Instructions for the task:
An exact repetition of the records is required. Leave nothing out.

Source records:
pub mod import;
pub mod init;
pub mod levels;
pub mod list;
pub mod quiz;
pub mod validate;

use std::path::PathBuf;

use anyhow::Result;

use vocabquiz_core::config::QuizConfig;

/// Deck given on the command line, else the one from the config.
pub(crate) fn resolve_deck(arg: Option<PathBuf>, config: &QuizConfig) -> Result<PathBuf> {
    arg.or_else(|| config.deck.clone()).ok_or_else(|| {
        anyhow::anyhow!("no deck given; pass --deck or set `deck` in vocabquiz.toml")
    })
}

Task response:
pub mod import;
pub mod init;
pub mod levels;
pub mod list;
pub mod quiz;
pub mod validate;

use std::path::PathBuf;

use anyhow::Result;

use vocabquiz_core::config::QuizConfig;

/// Deck given on the command line, else the one from the config.
pub(crate) fn resolve_deck(arg: Option<PathBuf>, config: &QuizConfig) -> Result<PathBuf> {
    arg.or_else(|| config.deck.clone()).ok_or_else(|| {
        anyhow::anyhow!("no deck given; pass --deck or set `deck` in vocabquiz.toml")
    })
}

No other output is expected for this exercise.